↓↓↓

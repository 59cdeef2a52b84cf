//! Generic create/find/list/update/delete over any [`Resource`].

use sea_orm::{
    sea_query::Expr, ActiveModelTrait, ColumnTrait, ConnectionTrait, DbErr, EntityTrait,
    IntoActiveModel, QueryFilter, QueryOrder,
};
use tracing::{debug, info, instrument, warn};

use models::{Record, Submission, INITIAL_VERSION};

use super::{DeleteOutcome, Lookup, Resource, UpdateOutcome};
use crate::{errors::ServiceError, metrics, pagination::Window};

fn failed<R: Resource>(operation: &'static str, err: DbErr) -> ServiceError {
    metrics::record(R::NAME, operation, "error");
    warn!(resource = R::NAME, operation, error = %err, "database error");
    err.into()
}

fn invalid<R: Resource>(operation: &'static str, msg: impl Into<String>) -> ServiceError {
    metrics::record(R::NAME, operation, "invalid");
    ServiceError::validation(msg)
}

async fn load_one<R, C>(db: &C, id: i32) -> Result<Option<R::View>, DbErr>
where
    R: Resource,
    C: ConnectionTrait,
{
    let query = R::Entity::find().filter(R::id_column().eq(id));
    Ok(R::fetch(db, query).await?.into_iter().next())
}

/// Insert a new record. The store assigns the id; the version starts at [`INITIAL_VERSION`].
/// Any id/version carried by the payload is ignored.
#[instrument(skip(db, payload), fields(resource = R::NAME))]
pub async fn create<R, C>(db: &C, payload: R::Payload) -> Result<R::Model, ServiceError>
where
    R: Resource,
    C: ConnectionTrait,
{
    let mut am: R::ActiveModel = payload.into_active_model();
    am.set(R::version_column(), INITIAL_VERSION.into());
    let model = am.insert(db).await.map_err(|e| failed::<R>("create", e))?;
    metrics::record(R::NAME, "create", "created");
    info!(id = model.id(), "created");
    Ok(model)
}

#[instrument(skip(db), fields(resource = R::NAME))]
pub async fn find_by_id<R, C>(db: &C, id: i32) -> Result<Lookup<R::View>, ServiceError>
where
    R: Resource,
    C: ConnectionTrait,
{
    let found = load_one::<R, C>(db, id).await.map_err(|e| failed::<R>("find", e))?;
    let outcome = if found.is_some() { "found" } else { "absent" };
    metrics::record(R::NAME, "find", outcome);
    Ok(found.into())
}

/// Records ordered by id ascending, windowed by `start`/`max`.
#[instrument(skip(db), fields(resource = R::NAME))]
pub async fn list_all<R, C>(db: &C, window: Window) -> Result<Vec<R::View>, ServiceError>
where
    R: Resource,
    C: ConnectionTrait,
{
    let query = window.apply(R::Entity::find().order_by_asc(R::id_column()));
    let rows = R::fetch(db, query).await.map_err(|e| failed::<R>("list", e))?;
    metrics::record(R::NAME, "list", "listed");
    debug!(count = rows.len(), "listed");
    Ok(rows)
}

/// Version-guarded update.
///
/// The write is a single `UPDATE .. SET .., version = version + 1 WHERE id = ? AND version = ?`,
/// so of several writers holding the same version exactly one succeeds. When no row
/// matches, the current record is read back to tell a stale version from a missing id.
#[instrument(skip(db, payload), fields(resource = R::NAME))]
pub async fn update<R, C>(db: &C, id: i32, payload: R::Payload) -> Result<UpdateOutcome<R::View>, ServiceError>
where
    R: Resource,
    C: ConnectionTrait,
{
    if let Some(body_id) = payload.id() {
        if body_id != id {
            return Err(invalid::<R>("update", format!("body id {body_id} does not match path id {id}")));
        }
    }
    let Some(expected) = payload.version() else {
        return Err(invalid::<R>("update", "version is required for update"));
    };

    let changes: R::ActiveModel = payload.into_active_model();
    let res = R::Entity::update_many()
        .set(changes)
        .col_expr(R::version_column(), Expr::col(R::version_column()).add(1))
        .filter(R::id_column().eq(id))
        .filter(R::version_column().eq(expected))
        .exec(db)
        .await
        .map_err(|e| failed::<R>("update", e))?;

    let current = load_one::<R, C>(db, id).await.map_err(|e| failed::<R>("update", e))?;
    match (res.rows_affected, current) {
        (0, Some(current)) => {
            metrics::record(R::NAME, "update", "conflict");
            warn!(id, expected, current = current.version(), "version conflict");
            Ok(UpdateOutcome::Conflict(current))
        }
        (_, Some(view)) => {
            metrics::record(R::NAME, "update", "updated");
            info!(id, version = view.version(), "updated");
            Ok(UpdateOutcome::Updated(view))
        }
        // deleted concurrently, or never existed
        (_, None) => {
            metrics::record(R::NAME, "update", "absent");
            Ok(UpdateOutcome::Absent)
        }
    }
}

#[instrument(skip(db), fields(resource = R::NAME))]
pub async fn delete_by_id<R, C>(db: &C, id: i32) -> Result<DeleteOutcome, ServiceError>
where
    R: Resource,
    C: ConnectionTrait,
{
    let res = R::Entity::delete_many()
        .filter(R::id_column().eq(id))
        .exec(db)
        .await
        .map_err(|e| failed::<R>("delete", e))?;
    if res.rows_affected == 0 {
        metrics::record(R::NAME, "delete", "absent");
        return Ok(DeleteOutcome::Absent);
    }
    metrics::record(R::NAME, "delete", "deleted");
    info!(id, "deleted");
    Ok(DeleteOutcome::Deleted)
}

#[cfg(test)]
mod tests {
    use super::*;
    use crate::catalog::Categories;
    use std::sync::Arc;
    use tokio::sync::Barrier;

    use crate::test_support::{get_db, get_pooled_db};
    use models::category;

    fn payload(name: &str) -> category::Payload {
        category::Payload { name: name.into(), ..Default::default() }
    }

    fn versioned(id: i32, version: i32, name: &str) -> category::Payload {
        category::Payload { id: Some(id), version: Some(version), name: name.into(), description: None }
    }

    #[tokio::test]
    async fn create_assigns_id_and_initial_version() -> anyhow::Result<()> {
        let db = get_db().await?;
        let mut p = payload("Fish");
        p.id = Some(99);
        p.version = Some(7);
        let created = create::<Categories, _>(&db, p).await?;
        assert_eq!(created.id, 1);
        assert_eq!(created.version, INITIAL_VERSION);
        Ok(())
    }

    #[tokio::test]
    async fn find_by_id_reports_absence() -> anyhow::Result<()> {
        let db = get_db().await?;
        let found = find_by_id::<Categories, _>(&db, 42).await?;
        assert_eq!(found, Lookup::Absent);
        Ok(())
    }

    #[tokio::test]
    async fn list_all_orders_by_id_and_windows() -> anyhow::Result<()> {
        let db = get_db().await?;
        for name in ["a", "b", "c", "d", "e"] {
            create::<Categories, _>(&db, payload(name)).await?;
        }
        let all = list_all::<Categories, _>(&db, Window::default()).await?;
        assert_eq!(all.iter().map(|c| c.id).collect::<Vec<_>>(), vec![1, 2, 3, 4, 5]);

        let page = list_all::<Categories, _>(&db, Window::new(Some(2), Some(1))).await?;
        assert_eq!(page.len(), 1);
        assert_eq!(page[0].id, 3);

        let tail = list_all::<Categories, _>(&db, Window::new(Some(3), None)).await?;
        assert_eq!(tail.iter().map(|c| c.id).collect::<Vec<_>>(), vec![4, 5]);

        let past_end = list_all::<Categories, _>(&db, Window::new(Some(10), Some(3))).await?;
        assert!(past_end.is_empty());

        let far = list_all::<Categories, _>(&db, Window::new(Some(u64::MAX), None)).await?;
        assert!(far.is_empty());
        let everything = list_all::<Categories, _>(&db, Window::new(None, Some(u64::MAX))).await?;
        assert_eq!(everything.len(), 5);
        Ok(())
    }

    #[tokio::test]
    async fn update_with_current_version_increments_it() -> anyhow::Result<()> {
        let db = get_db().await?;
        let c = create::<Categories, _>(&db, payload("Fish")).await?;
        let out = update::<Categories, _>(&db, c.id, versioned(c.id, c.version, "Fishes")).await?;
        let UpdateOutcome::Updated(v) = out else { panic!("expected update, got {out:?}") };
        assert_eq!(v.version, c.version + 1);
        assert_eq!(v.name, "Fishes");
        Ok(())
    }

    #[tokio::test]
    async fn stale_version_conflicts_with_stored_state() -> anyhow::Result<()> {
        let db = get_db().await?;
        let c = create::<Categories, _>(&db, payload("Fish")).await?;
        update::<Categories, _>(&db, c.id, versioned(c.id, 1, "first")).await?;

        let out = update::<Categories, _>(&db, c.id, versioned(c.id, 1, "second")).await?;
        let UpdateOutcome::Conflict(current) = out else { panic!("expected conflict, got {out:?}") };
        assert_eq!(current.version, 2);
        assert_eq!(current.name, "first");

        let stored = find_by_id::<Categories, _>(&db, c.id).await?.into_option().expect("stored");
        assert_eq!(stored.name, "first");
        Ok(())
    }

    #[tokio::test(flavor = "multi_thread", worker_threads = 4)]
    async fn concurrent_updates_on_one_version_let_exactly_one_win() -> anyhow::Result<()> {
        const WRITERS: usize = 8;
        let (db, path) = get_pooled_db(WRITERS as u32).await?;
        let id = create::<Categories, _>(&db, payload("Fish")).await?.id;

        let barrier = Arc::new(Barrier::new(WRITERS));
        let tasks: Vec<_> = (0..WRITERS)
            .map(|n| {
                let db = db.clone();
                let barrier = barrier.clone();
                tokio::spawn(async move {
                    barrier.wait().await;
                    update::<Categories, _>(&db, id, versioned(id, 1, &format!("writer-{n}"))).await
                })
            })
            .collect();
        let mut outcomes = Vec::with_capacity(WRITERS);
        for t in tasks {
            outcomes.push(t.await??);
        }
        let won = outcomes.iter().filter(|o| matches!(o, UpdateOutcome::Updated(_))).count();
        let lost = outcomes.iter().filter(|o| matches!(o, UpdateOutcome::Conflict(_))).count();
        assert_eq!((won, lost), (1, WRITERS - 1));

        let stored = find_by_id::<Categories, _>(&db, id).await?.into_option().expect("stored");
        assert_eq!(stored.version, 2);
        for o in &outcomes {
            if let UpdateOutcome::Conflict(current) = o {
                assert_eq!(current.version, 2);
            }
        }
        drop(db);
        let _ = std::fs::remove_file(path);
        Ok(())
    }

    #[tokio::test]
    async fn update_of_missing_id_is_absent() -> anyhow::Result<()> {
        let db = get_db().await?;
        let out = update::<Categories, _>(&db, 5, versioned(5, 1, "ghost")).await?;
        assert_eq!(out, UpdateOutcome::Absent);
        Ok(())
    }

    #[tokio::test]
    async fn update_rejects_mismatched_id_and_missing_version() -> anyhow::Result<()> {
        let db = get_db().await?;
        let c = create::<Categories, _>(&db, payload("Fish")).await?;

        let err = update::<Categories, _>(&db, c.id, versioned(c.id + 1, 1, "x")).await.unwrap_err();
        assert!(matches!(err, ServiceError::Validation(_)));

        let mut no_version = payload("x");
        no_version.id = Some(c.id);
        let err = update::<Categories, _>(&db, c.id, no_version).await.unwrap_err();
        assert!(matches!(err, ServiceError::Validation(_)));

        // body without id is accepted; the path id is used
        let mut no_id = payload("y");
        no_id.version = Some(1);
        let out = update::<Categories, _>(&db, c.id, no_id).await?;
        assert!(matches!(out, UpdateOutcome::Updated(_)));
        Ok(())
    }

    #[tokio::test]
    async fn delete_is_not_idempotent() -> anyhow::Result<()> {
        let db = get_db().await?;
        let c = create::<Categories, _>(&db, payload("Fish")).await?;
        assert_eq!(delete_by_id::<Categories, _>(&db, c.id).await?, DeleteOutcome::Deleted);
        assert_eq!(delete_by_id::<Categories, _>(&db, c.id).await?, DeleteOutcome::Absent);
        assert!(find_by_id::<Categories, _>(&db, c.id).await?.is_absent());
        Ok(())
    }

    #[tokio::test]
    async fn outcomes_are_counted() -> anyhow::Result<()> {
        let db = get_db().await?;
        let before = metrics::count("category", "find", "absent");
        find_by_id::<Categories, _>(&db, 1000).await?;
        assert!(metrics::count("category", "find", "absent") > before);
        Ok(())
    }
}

↑↑↑

* [HOW TO COMPLETE THIS TASK]:
Set down verbatim only the lines between the start of the data above and the line with "let found = load_one::<R, C>(db, id).await.map_err(|e|", both boundaries included.

* [TASK ANSWER]:
repository 59cdeef2a52b84cf
//! Generic create/find/list/update/delete over any [`Resource`].

use sea_orm::{
    sea_query::Expr, ActiveModelTrait, ColumnTrait, ConnectionTrait, DbErr, EntityTrait,
    IntoActiveModel, QueryFilter, QueryOrder,
};
use tracing::{debug, info, instrument, warn};

use models::{Record, Submission, INITIAL_VERSION};

use super::{DeleteOutcome, Lookup, Resource, UpdateOutcome};
use crate::{errors::ServiceError, metrics, pagination::Window};

fn failed<R: Resource>(operation: &'static str, err: DbErr) -> ServiceError {
    metrics::record(R::NAME, operation, "error");
    warn!(resource = R::NAME, operation, error = %err, "database error");
    err.into()
}

fn invalid<R: Resource>(operation: &'static str, msg: impl Into<String>) -> ServiceError {
    metrics::record(R::NAME, operation, "invalid");
    ServiceError::validation(msg)
}

async fn load_one<R, C>(db: &C, id: i32) -> Result<Option<R::View>, DbErr>
where
    R: Resource,
    C: ConnectionTrait,
{
    let query = R::Entity::find().filter(R::id_column().eq(id));
    Ok(R::fetch(db, query).await?.into_iter().next())
}

/// Insert a new record. The store assigns the id; the version starts at [`INITIAL_VERSION`].
/// Any id/version carried by the payload is ignored.
#[instrument(skip(db, payload), fields(resource = R::NAME))]
pub async fn create<R, C>(db: &C, payload: R::Payload) -> Result<R::Model, ServiceError>
where
    R: Resource,
    C: ConnectionTrait,
{
    let mut am: R::ActiveModel = payload.into_active_model();
    am.set(R::version_column(), INITIAL_VERSION.into());
    let model = am.insert(db).await.map_err(|e| failed::<R>("create", e))?;
    metrics::record(R::NAME, "create", "created");
    info!(id = model.id(), "created");
    Ok(model)
}

#[instrument(skip(db), fields(resource = R::NAME))]
pub async fn find_by_id<R, C>(db: &C, id: i32) -> Result<Lookup<R::View>, ServiceError>
where
    R: Resource,
    C: ConnectionTrait,
{
    let found = load_one::<R, C>(db, id).await.map_err(|e| failed::<R>("find", e))?;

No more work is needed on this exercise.